6,7年前、昼食は、会社を抜け出し、車に乗って繁華街まで食べに行っていた。 そこには安くて、ボリュームがあって、味もそこそこの店があった。 だいたいその店では日替り定食を注文していたのだが、たまに他の物を注文することがあった。 チャンポンもその一つだ。 その食堂には友人と行っていたのだが、その日たまたま二人ともチャンポンが食べたかったのだ。 「すいません、チャンポン二つくださーい」 「はーい、チャンポン2丁」 しばらくしてチャンポンが二つ運ばれてきた。 その店はチャンポンもおいしかった。 しかも、当時まだ大食だったぼくたちには充分の量があった。

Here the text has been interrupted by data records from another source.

//! Error taxonomy for price acquisition, notification and configuration.
//!
//! Indicator unavailability is not represented here: indicators return
//! `Option::None` when there is not enough history.

use thiserror::Error;

use crate::models::alert::ChannelKind;
use crate::models::quote::Market;

/// A single upstream fetch failed, timed out or returned malformed data.
#[derive(Debug, Clone, Error)]
pub enum SourceError {
    #[error("{provider} timed out after {after_ms}ms")]
    Timeout { provider: String, after_ms: u64 },

    #[error("{provider} returned HTTP {status}")]
    Http { provider: String, status: u16 },

    #[error("{provider} request failed: {message}")]
    Request { provider: String, message: String },

    #[error("{provider} returned malformed data: {detail}")]
    Malformed { provider: String, detail: String },

    #[error("no provider configured for {0}")]
    NoProvider(String),

    #[error("{label} unavailable after {attempts} attempts: {last}")]
    Exhausted {
        label: String,
        attempts: u32,
        last: Box<SourceError>,
    },

    #[error("no live, cached or synthetic price for {0}")]
    NoFallback(Market),
}

impl SourceError {
    pub fn request(provider: &str, err: reqwest::Error) -> Self {
        SourceError::Request {
            provider: provider.to_string(),
            message: err.to_string(),
        }
    }

    pub fn malformed(provider: &str, detail: impl Into<String>) -> Self {
        SourceError::Malformed {
            provider: provider.to_string(),
            detail: detail.into(),
        }
    }
}

/// Acquisition-level failures, surfaced to the read path and the scheduler.
#[derive(Debug, Clone, Error)]
pub enum AcquisitionError {
    #[error("both domestic and international prices are unavailable")]
    BothMarketsUnavailable,

    #[error("timed out after {0}ms waiting for the in-flight acquisition")]
    InFlightTimeout(u64),

    #[error("in-flight acquisition ended without a result")]
    Aborted,
}

/// Delivery failure on one notification channel.
#[derive(Debug, Clone, Error)]
pub enum DispatchError {
    #[error("{0} channel is not configured")]
    NotConfigured(ChannelKind),

    #[error("{channel} returned HTTP {status}: {body}")]
    Http {
        channel: ChannelKind,
        status: u16,
        body: String,
    },

    #[error("{channel} request failed: {message}")]
    Request { channel: ChannelKind, message: String },

    #[error("{channel} timed out after {after_ms}ms")]
    Timeout { channel: ChannelKind, after_ms: u64 },
}

/// Invalid configuration value read from the environment or a weights file.
#[derive(Debug, Error)]
pub enum ConfigError {
    #[error("invalid value {value:?} for {key}: {reason}")]
    Invalid {
        key: &'static str,
        value: String,
        reason: String,
    },

    #[error("failed to read signal weights from {path}: {reason}")]
    WeightsFile { path: String, reason: String },
}
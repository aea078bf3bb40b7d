//! Gold price history handler
//!
//! GET /api/gold/history returns one point per calendar day. Authentic
//! points come from the daily aggregate table and the store's retained
//! days; everything else is interpolated and flagged.

use axum::{
    extract::{Query, State},
    http::StatusCode,
    Json,
};
use chrono::Duration;
use tracing::{info, warn};

use crate::models::history::{HistoryQuery, HistoryRange, HistoryResponse};
use crate::models::quote::now_millis;
use crate::models::response::ErrorResponse;
use crate::services::daily_closes::{build_history, closes_between, DayClose};
use crate::AppState;

/// GET /api/gold/history
///
/// # Query Parameters
/// - `range`: 1m, 3m, 6m, 1y (default: 1m)
///
/// # Response
/// - 200: day-bucketed series
/// - 400: invalid range
pub async fn get_gold_history(
    State(state): State<AppState>,
    Query(query): Query<HistoryQuery>,
) -> Result<Json<HistoryResponse>, (StatusCode, Json<ErrorResponse>)> {
    let range = HistoryRange::from_str(&query.range).ok_or_else(|| {
        (
            StatusCode::BAD_REQUEST,
            Json(ErrorResponse {
                error: format!("Invalid range '{}'. Use 1m, 3m, 6m or 1y", query.range),
            }),
        )
    })?;

    let end = state.config.store.market_date(now_millis());
    let start = end - Duration::days(range.days() - 1);

    let mut closes: Vec<DayClose> = Vec::new();
    if let Some(db) = &state.db {
        match closes_between(db, start, end).await {
            Ok(rows) => closes.extend(rows),
            Err(e) => warn!(error = %e, "Failed to load gold daily closes, using retained days only"),
        }
    }

    // Retained days go last so they win over the persisted aggregate
    closes.extend(
        state
            .store
            .retained_dates()
            .into_iter()
            .filter(|d| *d >= start && *d <= end)
            .filter_map(|d| state.store.read_daily_stats(d))
            .map(|stats| DayClose::from_stats(&stats)),
    );

    let history = build_history(range, end, &closes);
    info!(
        range = range.as_str(),
        authentic = history.authentic_days,
        approximated = history.approximated_days,
        "Built gold price history"
    );

    Ok(Json(history))
}
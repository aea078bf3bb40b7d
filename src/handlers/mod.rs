use axum::{
    routing::{get, post},
    Router,
};
use tower_http::{cors::CorsLayer, trace::TraceLayer};

use crate::AppState;

pub mod analysis;
pub mod health;
pub mod history;
pub mod quote;
pub mod stream;

pub fn router(state: AppState) -> Router {
    Router::new()
        .route("/health", get(health::health))
        .route("/api/gold/price", get(quote::get_gold_price))
        .route("/api/gold/stream", get(stream::gold_price_websocket))
        .route("/api/gold/history", get(history::get_gold_history))
        .route("/api/gold/analysis", get(analysis::get_gold_analysis))
        .route("/api/gold/alerts/test", post(alert_test::send_test_alert))
        .layer(CorsLayer::permissive())
        .layer(TraceLayer::new_for_http())
        .with_state(state)
}
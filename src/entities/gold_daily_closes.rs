//! SeaORM Entity for the long-term per-day gold aggregate

use sea_orm::entity::prelude::*;
use serde::{Deserialize, Serialize};

#[derive(Clone, Debug, PartialEq, DeriveEntityModel, Eq, Serialize, Deserialize)]
#[sea_orm(table_name = "gold_daily_closes")]
pub struct Model {
    #[sea_orm(primary_key)]
    pub id: i32,
    /// Market-local calendar day
    #[sea_orm(unique)]
    pub date: Date,
    /// CNY per gram
    #[sea_orm(column_type = "Decimal(Some((18, 4)))", nullable)]
    pub domestic_open: Option<Decimal>,
    #[sea_orm(column_type = "Decimal(Some((18, 4)))", nullable)]
    pub domestic_high: Option<Decimal>,
    #[sea_orm(column_type = "Decimal(Some((18, 4)))", nullable)]
    pub domestic_low: Option<Decimal>,
    #[sea_orm(column_type = "Decimal(Some((18, 4)))", nullable)]
    pub domestic_close: Option<Decimal>,
    /// USD per troy ounce
    #[sea_orm(column_type = "Decimal(Some((18, 4)))", nullable)]
    pub international_open: Option<Decimal>,
    #[sea_orm(column_type = "Decimal(Some((18, 4)))", nullable)]
    pub international_high: Option<Decimal>,
    #[sea_orm(column_type = "Decimal(Some((18, 4)))", nullable)]
    pub international_low: Option<Decimal>,
    #[sea_orm(column_type = "Decimal(Some((18, 4)))", nullable)]
    pub international_close: Option<Decimal>,
    pub update_count: i32,
    pub last_update: DateTimeWithTimeZone,
}

#[derive(Copy, Clone, Debug, EnumIter, DeriveRelation)]
pub enum Relation {}

impl ActiveModelBehavior for ActiveModel {}
use sea_orm::Database;
use sea_orm_migration::MigratorTrait;
use tracing_subscriber::{layer::SubscriberExt, util::SubscriberInitExt};

use gold_price_backend::{config::AppConfig, handlers, jobs, AppState};

#[tokio::main]
async fn main() -> Result<(), Box<dyn std::error::Error>> {
    // Initialize tracing
    tracing_subscriber::registry()
        .with(
            tracing_subscriber::EnvFilter::try_from_default_env()
                .unwrap_or_else(|_| "info,gold_price_backend=debug".into()),
        )
        .with(tracing_subscriber::fmt::layer())
        .init();

    // Load environment variables
    dotenvy::dotenv().ok();

    let config = AppConfig::from_env()?;

    let db = match config.server.database_url.as_deref() {
        Some(database_url) => {
            tracing::info!("Connecting to database...");
            let db = Database::connect(database_url).await?;

            tracing::info!("Running migrations...");
            migration::Migrator::up(&db, None).await?;
            Some(db)
        }
        None => {
            tracing::warn!("DATABASE_URL not set - daily closes will not be persisted");
            None
        }
    };

    let bind_addr = config.server.bind_addr.clone();
    let state = AppState::from_config(config, db);

    jobs::gold_price_sync::start_gold_price_sync_job(state.clone()).await;
    jobs::history_retention::start_history_retention_job(state.clone()).await;

    let app = handlers::router(state);

    let listener = tokio::net::TcpListener::bind(&bind_addr).await?;
    tracing::info!("Server listening on {}", listener.local_addr()?);

    axum::serve(listener, app)
        .with_graceful_shutdown(async {
            let _ = tokio::signal::ctrl_c().await;
            tracing::info!("Shutdown signal received");
        })
        .await?;

    Ok(())
}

チャンポンが残り3分の1ほどになった時、突然友人が「あっ!」と言った。 どうしたのかと見てみると、どんぶりの中に5センチほどのこげ茶の物体が浮かんでいる。 よく見ると、その物体には足があった。 ゴキブリである。 友人は「どうしようか?」とぼくに言った。 「店の人呼び」とぼくは言った。 「すいませーん」 「はーい、何か?」 「あのう、ゴキブリが入ってるんですけど」と小声で言った。 「えっ!?」 「ほら」 そう言って友人は、どんぶりの中を見せた。 「あらー、ほんと。ごめんなさいね。すぐに作り変えますから」 店のおばちゃんは、素早くそのどんぶりを下げた。 それからしばらくして、新しいチャンポンが運ばれてきた。 お詫びにというので、スイカまでついていた。 「そちらの方もどうぞ」 そう言っておばちゃんは、ぼくの前にもスイカを置いた。 友人は「もう入らんわい」と言いながらも、新たなチャンポンとスイカを全部平らげた。
その時ぼくは、あることを考えていた。 それは、「この事件の一番の被害者は誰だ?」ということだった。 チャンポン二つ同時に頼んだわけだから、当然同じ鍋でチャンポンを作ったことになる。 たまたまゴキブリ本体は友人のどんぶりに入ったのだが、ゴキブリの浸かったスープ、つまりゴキブリのエキスは、当然ぼくのチャンポンにも入っていたということだ。 それなのにおばちゃんは、友人ばかりに謝り、スイカもぼくのほうが小さかった。 この差は何だ! ぼくは友人がゴキブリを発見したあと、チャンポンには一切箸をつけなかった。 友人より小さなスイカを食べたっきりだった。 店を出てからも友人は「腹いっぱいで苦しい」と言っていたが、逆にぼくは腹が減ってたまらなかった。 店に戻り、結局パンを買って食べた。
さて、この場合、被害者は誰なんだろう? ゴキブリ入りのチャンポンを食べた友人か? 同じゴキブリ入りスープのチャンポンを食べ、不当に扱われたぼくか? ゴキブリのためにチャンポンを一杯損した店の人か? それとも、ゆでられたゴキブリか? 秋の夜長に、ぼくはそんなことを考えている。